8. Think About Your Taxes

Property taxes are going to continue to increase. You need to factor in how your property taxes will affect your ability to pay your monthly mortgage. Visit your local appraisal district, and look into the average valuation of homes in your area. In addition, look for trends in how quickly the valuation rose. This will help you determine how much you need to set aside or prepare to pay in the future, which reduces your likelihood of dealing with levies or penalties against your property.

9. Keep Your Insurance in Good Standing

Your home insurance is like a second safety net for you and your family, and the overwhelming majority of lenders will require insurance coverage in order to continue carrying the note. If your insurance lapses, the lender or servicer may impose force-placed insurance protection, which is to your monthly mortgage payment. In addition, force-placed coverage is often much more expensive than carrying your own policy. As a result, consider applying the safety measures in Step 3 to your insurance payments.

10. Watch for Mortgage Scams

Even the most cautious buyers can be susceptible to mortgage scams. Once you send the money or personal information off, you could be setting yourself up for identity theft, fraud and lost investments. Always research any mortgage offers thoroughly before accepting or signing any sort of paperwork.
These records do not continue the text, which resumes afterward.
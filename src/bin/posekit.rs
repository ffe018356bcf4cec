//! Posekit CLI - Command-line interface for the pose analysis engine
//!
//! Commands:
//! - analyze: Process recorded pose frames into posture/rep analyses
//! - validate: Validate pose frame input and report landmark coverage

use clap::{Parser, Subcommand, ValueEnum};
use std::fs;
use std::io::{self, Read, Write};
use std::path::{Path, PathBuf};
use std::process::ExitCode;

use posekit::filter::{FilteredFrame, REP_COUNTING_LANDMARKS};
use posekit::session::{DetectionSession, SessionConfig};
use posekit::summary::SummaryEncoder;
use posekit::types::{Exercise, PoseFrame};
use posekit::ENGINE_VERSION;

/// Posekit - pose analysis for posture feedback and rep counting
#[derive(Parser)]
#[command(name = "posekit")]
#[command(version = ENGINE_VERSION)]
#[command(about = "Analyze recorded pose frames for posture and repetitions", long_about = None)]
struct Cli {
    #[command(subcommand)]
    command: Commands,
}

#[derive(Subcommand)]
enum Commands {
    /// Process recorded pose frames into per-frame analyses
    Analyze {
        /// Input file path (use - for stdin), NDJSON with one frame per line
        #[arg(short, long)]
        input: PathBuf,

        /// Output file path (use - for stdout)
        #[arg(short, long, default_value = "-")]
        output: PathBuf,

        /// Output format
        #[arg(long, default_value = "ndjson")]
        output_format: OutputFormat,

        /// Exercises to track
        #[arg(long, value_enum)]
        exercise: Vec<ExerciseArg>,

        /// Disable the posture rules (rep counting only)
        #[arg(long)]
        no_posture: bool,

        /// Write the session summary JSON to this path
        #[arg(long)]
        summary: Option<PathBuf>,
    },

    /// Validate pose frame input and report landmark coverage
    Validate {
        /// Input file path (use - for stdin)
        #[arg(short, long)]
        input: PathBuf,

        /// Output validation report as JSON
        #[arg(long)]
        json: bool,
    },
}

#[derive(Clone, ValueEnum)]
enum OutputFormat {
    /// Newline-delimited JSON (one analysis per line)
    Ndjson,
    /// JSON array of analyses
    Json,
}

#[derive(Clone, Copy, ValueEnum)]
enum ExerciseArg {
    PushUp,
    Squat,
}

impl From<ExerciseArg> for Exercise {
    fn from(arg: ExerciseArg) -> Self {
        match arg {
            ExerciseArg::PushUp => Exercise::PushUp,
            ExerciseArg::Squat => Exercise::Squat,
        }
    }
}

#[derive(Debug, thiserror::Error)]
enum CliError {
    #[error("I/O error: {0}")]
    Io(#[from] io::Error),

    #[error("JSON error: {0}")]
    Json(#[from] serde_json::Error),

    #[error("Engine error: {0}")]
    Engine(#[from] posekit::EngineError),

    #[error("No frames in input")]
    NoFrames,

    #[error("{0} invalid frame(s) in input")]
    ValidationFailed(usize),
}

fn main() -> ExitCode {
    let cli = Cli::parse();

    match run(cli) {
        Ok(()) => ExitCode::SUCCESS,
        Err(e) => {
            eprintln!("posekit: {e}");
            ExitCode::FAILURE
        }
    }
}

fn run(cli: Cli) -> Result<(), CliError> {
    match cli.command {
        Commands::Analyze {
            input,
            output,
            output_format,
            exercise,
            no_posture,
            summary,
        } => cmd_analyze(
            &input,
            &output,
            output_format,
            &exercise,
            no_posture,
            summary.as_deref(),
        ),

        Commands::Validate { input, json } => cmd_validate(&input, json),
    }
}

fn read_input(input: &Path) -> Result<String, CliError> {
    if input.to_string_lossy() == "-" {
        if atty::is(atty::Stream::Stdin) {
            eprintln!("posekit: reading frames from terminal; pipe NDJSON or press Ctrl-D");
        }
        let mut buffer = String::new();
        io::stdin().read_to_string(&mut buffer)?;
        Ok(buffer)
    } else {
        Ok(fs::read_to_string(input)?)
    }
}

fn parse_frames(data: &str) -> Result<Vec<PoseFrame>, CliError> {
    let mut frames = Vec::new();
    for line in data.lines() {
        let trimmed = line.trim();
        if trimmed.is_empty() {
            continue;
        }
        frames.push(serde_json::from_str(trimmed)?);
    }
    Ok(frames)
}

fn cmd_analyze(
    input: &Path,
    output: &Path,
    output_format: OutputFormat,
    exercises: &[ExerciseArg],
    no_posture: bool,
    summary_path: Option<&Path>,
) -> Result<(), CliError> {
    let frames = parse_frames(&read_input(input)?)?;
    if frames.is_empty() {
        return Err(CliError::NoFrames);
    }

    let config = SessionConfig {
        // Batch replay has no speech engine; feedback is text-only
        voice_enabled: false,
        exercises: exercises.iter().map(|&e| e.into()).collect(),
        posture_enabled: !no_posture,
    };
    let mut session = DetectionSession::new(config);

    let mut analyses = Vec::with_capacity(frames.len());
    for frame in &frames {
        analyses.push(session.process_frame(frame, false));
    }

    let output_data = match output_format {
        OutputFormat::Ndjson => {
            let mut lines = Vec::with_capacity(analyses.len());
            for analysis in &analyses {
                lines.push(serde_json::to_string(analysis)?);
            }
            let mut data = lines.join("\n");
            data.push('\n');
            data
        }
        OutputFormat::Json => serde_json::to_string_pretty(&analyses)?,
    };

    if output.to_string_lossy() == "-" {
        let mut stdout = io::stdout();
        write!(stdout, "{output_data}")?;
        stdout.flush()?;
    } else {
        fs::write(output, output_data)?;
    }

    let summary_json = SummaryEncoder::new().encode_to_json(&session)?;
    if let Some(path) = summary_path {
        fs::write(path, summary_json)?;
    } else {
        eprintln!("{summary_json}");
    }

    Ok(())
}

#[derive(serde::Serialize)]
struct ValidationReport {
    total_lines: usize,
    valid_frames: usize,
    invalid_frames: usize,
    frames_with_rep_landmarks: usize,
    errors: Vec<ValidationErrorDetail>,
}

#[derive(serde::Serialize)]
struct ValidationErrorDetail {
    line: usize,
    error: String,
}

fn cmd_validate(input: &Path, json: bool) -> Result<(), CliError> {
    let data = read_input(input)?;

    let mut report = ValidationReport {
        total_lines: 0,
        valid_frames: 0,
        invalid_frames: 0,
        frames_with_rep_landmarks: 0,
        errors: Vec::new(),
    };

    for (index, line) in data.lines().enumerate() {
        let trimmed = line.trim();
        if trimmed.is_empty() {
            continue;
        }
        report.total_lines += 1;

        match serde_json::from_str::<PoseFrame>(trimmed) {
            Ok(frame) => {
                report.valid_frames += 1;
                let filtered = FilteredFrame::from_frame(&frame);
                if filtered.has_all(&REP_COUNTING_LANDMARKS) {
                    report.frames_with_rep_landmarks += 1;
                }
            }
            Err(e) => {
                report.invalid_frames += 1;
                report.errors.push(ValidationErrorDetail {
                    line: index + 1,
                    error: e.to_string(),
                });
            }
        }
    }

    if json {
        println!("{}", serde_json::to_string_pretty(&report)?);
    } else {
        println!("Validation Report");
        println!("=================");
        println!("Frames parsed:           {}", report.valid_frames);
        println!("Frames invalid:          {}", report.invalid_frames);
        println!(
            "Frames rep-countable:    {}",
            report.frames_with_rep_landmarks
        );

        if !report.errors.is_empty() {
            println!("\nErrors:");
            for err in &report.errors {
                println!("  - line {}: {}", err.line, err.error);
            }
        }
    }

    if report.invalid_frames > 0 {
        Err(CliError::ValidationFailed(report.invalid_frames))
    } else {
        Ok(())
    }
}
Look for inconsistencies, and never jump on an unusual offer within 60 days of first hearing about it. This will give you time to do the research too.

11. Stay in Contact with Your Bank or Lender

While talking with the bank or lender may be last on your list of favorite things, your bank or lender is actually your biggest proponent. Stay in contact with your bank to build rapport, which can actually help you when applying for refinancing or other needs. Furthermore, this will help you avoid the pitfalls of miscommunication between lender and borrower.
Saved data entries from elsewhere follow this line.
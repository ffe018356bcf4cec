//! Repetition counting
//!
//! Each tracked exercise owns an independent two-state (up/down) machine; a
//! repetition is one complete down-to-up cycle. All registered exercises are
//! evaluated on every qualifying frame, so a pose that momentarily satisfies
//! one exercise's threshold cannot corrupt another exercise's state.

use crate::filter::{FilteredFrame, REP_COUNTING_LANDMARKS};
use crate::types::{Exercise, Landmark};
use serde::{Deserialize, Serialize};
use std::collections::BTreeMap;

/// Average shoulder height (pixels) beyond which a push-up reads as down
pub const PUSHUP_DOWN_Y: f64 = 400.0;
/// Average shoulder height (pixels) below which a down push-up completes
pub const PUSHUP_UP_Y: f64 = 300.0;
/// Hip-below-knee margin (pixels) beyond which a squat reads as down
pub const SQUAT_DOWN_MARGIN: f64 = 60.0;
/// Hip-above-knee margin (pixels) beyond which a down squat completes
pub const SQUAT_UP_MARGIN: f64 = 50.0;

/// Two-state machine for one exercise
#[derive(Debug, Clone, Default, Serialize, Deserialize)]
pub struct RepCounter {
    /// Completed repetitions
    pub count: u32,
    /// True while the tracked body segment is in the down position
    pub down: bool,
}

impl RepCounter {
    /// Zero the count and force the state to up, irrespective of prior state
    pub fn reset(&mut self) {
        self.count = 0;
        self.down = false;
    }

    /// Advance the machine given whether the frame reads as down or as up.
    /// Returns true when a repetition completed on this frame.
    fn advance(&mut self, reads_down: bool, reads_up: bool) -> bool {
        if !self.down && reads_down {
            self.down = true;
        } else if self.down && reads_up {
            self.down = false;
            self.count += 1;
            return true;
        }
        false
    }
}

/// Per-frame counting outcome for one exercise
#[derive(Debug, Clone, Copy, PartialEq, Eq, Serialize, Deserialize)]
pub struct RepEvent {
    pub exercise: Exercise,
    pub count: u32,
}

/// Tracks registered exercises, each with its own state machine
#[derive(Debug, Clone, Default, Serialize, Deserialize)]
pub struct RepTracker {
    counters: BTreeMap<Exercise, RepCounter>,
}

impl RepTracker {
    pub fn new() -> Self {
        Self::default()
    }

    /// Register an exercise for tracking. Idempotent; an already-registered
    /// exercise keeps its state.
    pub fn register(&mut self, exercise: Exercise) {
        self.counters.entry(exercise).or_default();
    }

    /// True if the exercise is registered
    pub fn is_registered(&self, exercise: Exercise) -> bool {
        self.counters.contains_key(&exercise)
    }

    /// Current count for an exercise (0 if unregistered)
    pub fn count(&self, exercise: Exercise) -> u32 {
        self.counters.get(&exercise).map_or(0, |c| c.count)
    }

    /// True while an exercise's machine is in the down state
    pub fn is_down(&self, exercise: Exercise) -> bool {
        self.counters.get(&exercise).is_some_and(|c| c.down)
    }

    /// Counts for all registered exercises
    pub fn counts(&self) -> BTreeMap<Exercise, u32> {
        self.counters
            .iter()
            .map(|(ex, c)| (*ex, c.count))
            .collect()
    }

    /// Reset one exercise's counter
    pub fn reset(&mut self, exercise: Exercise) {
        if let Some(counter) = self.counters.get_mut(&exercise) {
            counter.reset();
        }
    }

    /// Reset every registered counter
    pub fn reset_all(&mut self) {
        for counter in self.counters.values_mut() {
            counter.reset();
        }
    }

    /// Evaluate all registered exercises against one filtered frame.
    ///
    /// Counting only proceeds when all six required landmarks pass the
    /// confidence filter; otherwise the frame is a no-op and no machine
    /// changes state. Returns the repetitions completed on this frame.
    pub fn process_frame(&mut self, frame: &FilteredFrame) -> Vec<RepEvent> {
        if !frame.has_all(&REP_COUNTING_LANDMARKS) {
            return Vec::new();
        }

        let avg_shoulder_y = Self::pair_avg_y(frame, Landmark::LeftShoulder, Landmark::RightShoulder);
        let avg_hip_y = Self::pair_avg_y(frame, Landmark::LeftHip, Landmark::RightHip);
        let avg_knee_y = Self::pair_avg_y(frame, Landmark::LeftKnee, Landmark::RightKnee);

        let mut events = Vec::new();
        for (exercise, counter) in self.counters.iter_mut() {
            let completed = match exercise {
                Exercise::PushUp => counter.advance(
                    avg_shoulder_y > PUSHUP_DOWN_Y,
                    avg_shoulder_y < PUSHUP_UP_Y,
                ),
                Exercise::Squat => counter.advance(
                    avg_hip_y > avg_knee_y + SQUAT_DOWN_MARGIN,
                    avg_hip_y < avg_knee_y - SQUAT_UP_MARGIN,
                ),
            };
            if completed {
                events.push(RepEvent {
                    exercise: *exercise,
                    count: counter.count,
                });
            }
        }
        events
    }

    fn pair_avg_y(frame: &FilteredFrame, left: Landmark, right: Landmark) -> f64 {
        // has_all was checked by the caller; absent landmarks cannot occur here
        let l = frame.get(left).map_or(0.0, |kp| kp.y);
        let r = frame.get(right).map_or(0.0, |kp| kp.y);
        (l + r) / 2.0
    }
}

#[cfg(test)]
mod tests {
    use super::*;
    use crate::types::{Keypoint, PoseFrame};

    /// Full six-landmark frame with given shoulder / hip / knee heights
    fn body_frame(shoulder_y: f64, hip_y: f64, knee_y: f64) -> FilteredFrame {
        let points = vec![
            Keypoint::new(Landmark::LeftShoulder, 80.0, shoulder_y, 0.9),
            Keypoint::new(Landmark::RightShoulder, 120.0, shoulder_y, 0.9),
            Keypoint::new(Landmark::LeftHip, 85.0, hip_y, 0.9),
            Keypoint::new(Landmark::RightHip, 115.0, hip_y, 0.9),
            Keypoint::new(Landmark::LeftKnee, 85.0, knee_y, 0.9),
            Keypoint::new(Landmark::RightKnee, 115.0, knee_y, 0.9),
        ];
        FilteredFrame::from_frame(&PoseFrame::new(points))
    }

    fn pushup_tracker() -> RepTracker {
        let mut tracker = RepTracker::new();
        tracker.register(Exercise::PushUp);
        tracker
    }

    #[test]
    fn test_pushup_full_cycle_counts_once() {
        let mut tracker = pushup_tracker();

        // Down at 420, back up at 290: exactly one rep, state ends up
        let events = tracker.process_frame(&body_frame(420.0, 500.0, 500.0));
        assert!(events.is_empty());
        assert!(tracker.is_down(Exercise::PushUp));

        let events = tracker.process_frame(&body_frame(290.0, 500.0, 500.0));
        assert_eq!(events.len(), 1);
        assert_eq!(events[0].exercise, Exercise::PushUp);
        assert_eq!(tracker.count(Exercise::PushUp), 1);
        assert!(!tracker.is_down(Exercise::PushUp));
    }

    #[test]
    fn test_pushup_incomplete_oscillation_never_counts() {
        let mut tracker = pushup_tracker();

        // 420 <-> 350 never crosses the 300 up threshold
        for _ in 0..5 {
            tracker.process_frame(&body_frame(420.0, 500.0, 500.0));
            tracker.process_frame(&body_frame(350.0, 500.0, 500.0));
        }
        assert_eq!(tracker.count(Exercise::PushUp), 0);
        assert!(tracker.is_down(Exercise::PushUp));
    }

    #[test]
    fn test_squat_full_cycle_counts_once() {
        let mut tracker = RepTracker::new();
        tracker.register(Exercise::Squat);

        // hip 200 vs knee 100: diff 100 > 60 -> down
        tracker.process_frame(&body_frame(50.0, 200.0, 100.0));
        assert!(tracker.is_down(Exercise::Squat));

        // hip 100 vs knee 160: hip < knee - 50 -> up, one rep
        let events = tracker.process_frame(&body_frame(50.0, 100.0, 160.0));
        assert_eq!(events.len(), 1);
        assert_eq!(tracker.count(Exercise::Squat), 1);
    }

    #[test]
    fn test_low_confidence_landmark_freezes_all_state() {
        let mut tracker = pushup_tracker();
        tracker.register(Exercise::Squat);

        let mut points = vec![
            Keypoint::new(Landmark::LeftShoulder, 80.0, 420.0, 0.9),
            Keypoint::new(Landmark::RightShoulder, 120.0, 420.0, 0.9),
            Keypoint::new(Landmark::LeftHip, 85.0, 500.0, 0.9),
            Keypoint::new(Landmark::RightHip, 115.0, 500.0, 0.9),
            Keypoint::new(Landmark::LeftKnee, 85.0, 400.0, 0.9),
            Keypoint::new(Landmark::RightKnee, 115.0, 400.0, 0.9),
        ];
        points[4].score = 0.4; // one knee below threshold

        let frame = FilteredFrame::from_frame(&PoseFrame::new(points));
        let events = tracker.process_frame(&frame);

        assert!(events.is_empty());
        assert!(!tracker.is_down(Exercise::PushUp));
        assert!(!tracker.is_down(Exercise::Squat));
        assert_eq!(tracker.count(Exercise::PushUp), 0);
    }

    #[test]
    fn test_exercises_keep_independent_state() {
        let mut tracker = pushup_tracker();
        tracker.register(Exercise::Squat);

        // Shoulders at 420 put the push-up machine down; hips level with
        // knees leave the squat machine up.
        tracker.process_frame(&body_frame(420.0, 500.0, 500.0));
        assert!(tracker.is_down(Exercise::PushUp));
        assert!(!tracker.is_down(Exercise::Squat));

        // Deep hip drop puts the squat machine down without disturbing the
        // push-up machine.
        tracker.process_frame(&body_frame(420.0, 580.0, 500.0));
        assert!(tracker.is_down(Exercise::PushUp));
        assert!(tracker.is_down(Exercise::Squat));
    }

    #[test]
    fn test_reset_zeroes_count_and_forces_up() {
        let mut tracker = pushup_tracker();

        tracker.process_frame(&body_frame(420.0, 500.0, 500.0));
        tracker.process_frame(&body_frame(290.0, 500.0, 500.0));
        tracker.process_frame(&body_frame(420.0, 500.0, 500.0));
        assert_eq!(tracker.count(Exercise::PushUp), 1);
        assert!(tracker.is_down(Exercise::PushUp));

        tracker.reset(Exercise::PushUp);
        assert_eq!(tracker.count(Exercise::PushUp), 0);
        assert!(!tracker.is_down(Exercise::PushUp));
    }

    #[test]
    fn test_reset_all() {
        let mut tracker = pushup_tracker();
        tracker.register(Exercise::Squat);

        tracker.process_frame(&body_frame(420.0, 580.0, 500.0));
        tracker.reset_all();

        assert!(!tracker.is_down(Exercise::PushUp));
        assert!(!tracker.is_down(Exercise::Squat));
        assert_eq!(tracker.counts().values().sum::<u32>(), 0);
    }

    #[test]
    fn test_unregistered_exercise_reads_zero() {
        let tracker = pushup_tracker();
        assert_eq!(tracker.count(Exercise::Squat), 0);
        assert!(!tracker.is_registered(Exercise::Squat));
    }
}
12. Ask for Help When Struggling to Make Mortgage Payments

Sometimes, making your monthly mortgage payments may not be an option. You could lose your source of income, or another major life event could decimate your rainy-day fund. However, giving up is not your only option. The FDIC and HUD offer a variety of programs and tools, such as the Home Affordable Modification Program and the Foreclosure Prevention Tool Kit, to borrowers experiencing financial problems.

It is your duty to prevent problems from arising due to your mortgage. Remember your needs, and set realistic expectations when dealing with the ins and outs of your mortgage. But, it is always good to stack the deck in your favor by simply knowing what steps can help you manage your mortgage better.*

*This article provides broad and general guidelines and does not constitute professional financial or legal advice. You should not use this article as a substitute for your own judgment, and you should consult professional advisers before making any tax, legal, financial planning or investment decisions.